Calibrating baryonic effects in cosmic shear with external data in the LSST era
Amy Wayland, David Alonso, Matteo Zennaro
TL;DR
This work tackles the bias introduced by baryonic feedback on weak-lensing cosmology by coupling LSST-like cosmic shear with external gas tracers (X-ray gas fractions and stacked kSZ) within the Baryo n Correction Model (BCM) framework implemented in the Baccoemu emulator. It quantifies the calibration precision required for BCM parameters, finding that $\sigma(\log_{10} M_c) \lesssim 0.1$ and $\sigma(\log_{10} \eta) \lesssim 0.1$ are needed to avoid significant degradation of $S_8$, with $10-20\%$ level constraints on these parameters corresponding to practical targets. The study shows near-term X-ray data can constrain bound gas with high precision and near-term kSZ data can constrain ejected gas; long-term datasets further tighten these limits, and a joint WL+X-ray+kSZ analysis can reduce degradation factors on $S_8$, $n_s$, and $h$ to around $\sim 1.1$–$1.2$, effectively restoring the WL cosmological power. Nonetheless, some BCM parameters (e.g., stellar and inner-bound gas structure) remain poorly constrained by these tracers, indicating the need for additional probes (tSZ, X-ray cross-correlations) to fully self-calibrate baryonic effects.

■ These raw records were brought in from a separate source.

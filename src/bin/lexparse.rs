fn main() {
    lexparse::cli::run();
}
//! Grammars as flat production-rule lists.
//!
//! A grammar is pure data: a start non-terminal and an ordered list of rules.
//! Order among rules for the same non-terminal matters, since the first rule
//! that matches wins.

use std::{fmt, sync::Arc};

use crate::{
    errors::{Error, Result},
    parser::ReduceContext,
    token::TokenKind,
};

// ============================================================================
// SYMBOLS
// ============================================================================

/// A right-hand-side symbol.
#[derive(Debug, Clone, PartialEq, Eq, Hash)]
pub enum Symbol {
    Terminal(TokenKind),
    NonTerminal(String),
}

impl Symbol {
    pub fn terminal(kind: TokenKind) -> Self {
        Symbol::Terminal(kind)
    }

    pub fn non_terminal(name: impl Into<String>) -> Self {
        Symbol::NonTerminal(name.into())
    }

    /// Reads one word of rule notation: `#name` is a non-terminal, the
    /// category names are categories, anything else is a literal kind.
    pub fn parse(word: &str) -> Self {
        match word.strip_prefix('#') {
            Some(name) => Symbol::NonTerminal(name.to_string()),
            None => Symbol::Terminal(TokenKind::from_name(word)),
        }
    }

    pub fn is_empty(&self) -> bool {
        match self {
            Symbol::Terminal(kind) => kind.as_str().is_empty(),
            Symbol::NonTerminal(name) => name.is_empty(),
        }
    }
}

impl fmt::Display for Symbol {
    fn fmt(&self, f: &mut fmt::Formatter<'_>) -> fmt::Result {
        match self {
            Symbol::Terminal(kind) => write!(f, "{}", kind),
            Symbol::NonTerminal(name) => write!(f, "#{}", name),
        }
    }
}

// ============================================================================
// RULES
// ============================================================================

/// Builds a non-terminal's value from the values of its matched symbols.
pub type Reducer<V> = Arc<dyn Fn(&ReduceContext<'_>, Vec<V>) -> Result<V, Error> + Send + Sync>;

/// One production `lhs -> rhs`.
pub struct Rule<V> {
    pub lhs: String,
    pub rhs: Vec<Symbol>,
    pub reducer: Option<Reducer<V>>,
    /// A failed match inside this rule aborts the whole parse instead of
    /// backtracking.
    pub fail_hard: bool,
}

impl<V> Rule<V> {
    /// A rule whose right-hand side is written in notation, e.g.
    /// `Rule::new("sum", "#sum + #product")`.
    pub fn new(lhs: impl AsRef<str>, rhs: &str) -> Self {
        Self::from_symbols(lhs, rhs.split_whitespace().map(Symbol::parse).collect())
    }

    pub fn from_symbols(lhs: impl AsRef<str>, rhs: Vec<Symbol>) -> Self {
        let lhs = lhs.as_ref();
        Self {
            lhs: lhs.strip_prefix('#').unwrap_or(lhs).to_string(),
            rhs,
            reducer: None,
            fail_hard: false,
        }
    }

    pub fn reduce<F>(mut self, reducer: F) -> Self
    where
        F: Fn(&ReduceContext<'_>, Vec<V>) -> Result<V, Error> + Send + Sync + 'static,
    {
        self.reducer = Some(Arc::new(reducer));
        self
    }

    pub fn fail_hard(mut self) -> Self {
        self.fail_hard = true;
        self
    }

    pub fn is_left_recursive(&self) -> bool {
        matches!(self.rhs.first(), Some(Symbol::NonTerminal(name)) if *name == self.lhs)
    }

    /// `#lhs <- rhs...`, as used in diagnostics.
    pub fn notation(&self) -> String {
        let rhs = self
            .rhs
            .iter()
            .map(|s| s.to_string())
            .collect::<Vec<_>>()
            .join(" ");
        format!("#{} <- {}", self.lhs, rhs)
    }
}

impl<V> Clone for Rule<V> {
    fn clone(&self) -> Self {
        Self {
            lhs: self.lhs.clone(),
            rhs: self.rhs.clone(),
            reducer: self.reducer.clone(),
            fail_hard: self.fail_hard,
        }
    }
}

impl<V> fmt::Debug for Rule<V> {
    fn fmt(&self, f: &mut fmt::Formatter<'_>) -> fmt::Result {
        f.debug_struct("Rule")
            .field("lhs", &self.lhs)
            .field("rhs", &self.rhs)
            .field("reducer", &self.reducer.is_some())
            .field("fail_hard", &self.fail_hard)
            .finish()
    }
}

// ============================================================================
// GRAMMAR
// ============================================================================

pub struct Grammar<V> {
    pub start: String,
    pub rules: Vec<Rule<V>>,
}

impl<V> Grammar<V> {
    pub fn new(start: impl AsRef<str>) -> Self {
        let start = start.as_ref();
        Self {
            start: start.strip_prefix('#').unwrap_or(start).to_string(),
            rules: Vec::new(),
        }
    }

    pub fn rule(mut self, rule: Rule<V>) -> Self {
        self.rules.push(rule);
        self
    }

    pub fn rules(mut self, rules: impl IntoIterator<Item = Rule<V>>) -> Self {
        self.rules.extend(rules);
        self
    }
}

impl<V> Clone for Grammar<V> {
    fn clone(&self) -> Self {
        Self {
            start: self.start.clone(),
            rules: self.rules.clone(),
        }
    }
}

impl<V> fmt::Debug for Grammar<V> {
    fn fmt(&self, f: &mut fmt::Formatter<'_>) -> fmt::Result {
        f.debug_struct("Grammar")
            .field("start", &self.start)
            .field("rules", &self.rules)
            .finish()
    }
}

#[cfg(test)]
mod tests {
    use super::*;
    use crate::value::Value;

    #[test]
    fn notation_distinguishes_symbol_classes() {
        let rule: Rule<Value> = Rule::new("#atom", "( #sum ) NUMBER EOF <=");
        assert_eq!(rule.lhs, "atom");
        assert_eq!(
            rule.rhs,
            vec![
                Symbol::Terminal(TokenKind::literal("(")),
                Symbol::non_terminal("sum"),
                Symbol::Terminal(TokenKind::literal(")")),
                Symbol::Terminal(TokenKind::Number),
                Symbol::Terminal(TokenKind::Eof),
                Symbol::Terminal(TokenKind::literal("<=")),
            ]
        );
        assert_eq!(rule.notation(), "#atom <- ( #sum ) NUMBER EOF <=");
    }

    #[test]
    fn left_recursion_is_detected_on_first_symbol_only() {
        let direct: Rule<Value> = Rule::new("sum", "#sum + #product");
        let later: Rule<Value> = Rule::new("sum", "#product + #sum");
        assert!(direct.is_left_recursive());
        assert!(!later.is_left_recursive());
    }

    #[test]
    fn lone_hash_is_an_empty_non_terminal() {
        assert!(Symbol::parse("#").is_empty());
        assert!(!Symbol::parse("#a").is_empty());
    }
}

Overall, multi-tracer external calibration promises substantial gains for Stage-IV WL surveys, enabling robust cosmological inferences in the presence of complex baryonic physics.
Abstract
Cosmological constraints derived from weak lensing (WL) surveys are limited by baryonic effects, which suppress the non-linear matter power spectrum on small scales. By combining WL measurements with data from external tracers of the gas around massive structures, it is possible to calibrate baryonic effects and, therefore, obtain more precise cosmological constraints. In this study, we generate mock data for a Stage-IV weak lensing survey such as the Legacy Survey of Space and Time (LSST), X-ray gas fractions, and stacked kinetic Sunyaev-Zel'dovich (kSZ) measurements, to jointly constrain cosmological and astrophysical parameters describing baryonic effects (using the Baryon Correction Model - BCM). First, using WL data alone, we quantify the level to which the BCM parameters will need to be constrained to recover the cosmological constraints obtained under the assumption of perfect knowledge of baryonic feedback. We identify the most relevant baryonic parameters and determine that they must be calibrated to a precision of $\sim 10$-$20\%$ to avoid significant degradation of the fiducial WL constraints. We forecast that long-term X-ray data from $\sim 5000$ clusters should be able to reach this threshold for the parameters that characterise the abundance of hot virialised gas. Constraining the distribution of ejected gas presents a greater challenge, however, but we forecast that long-term kSZ data from a CMB-S4-like experiment should achieve the level of precision required for full self-calibration.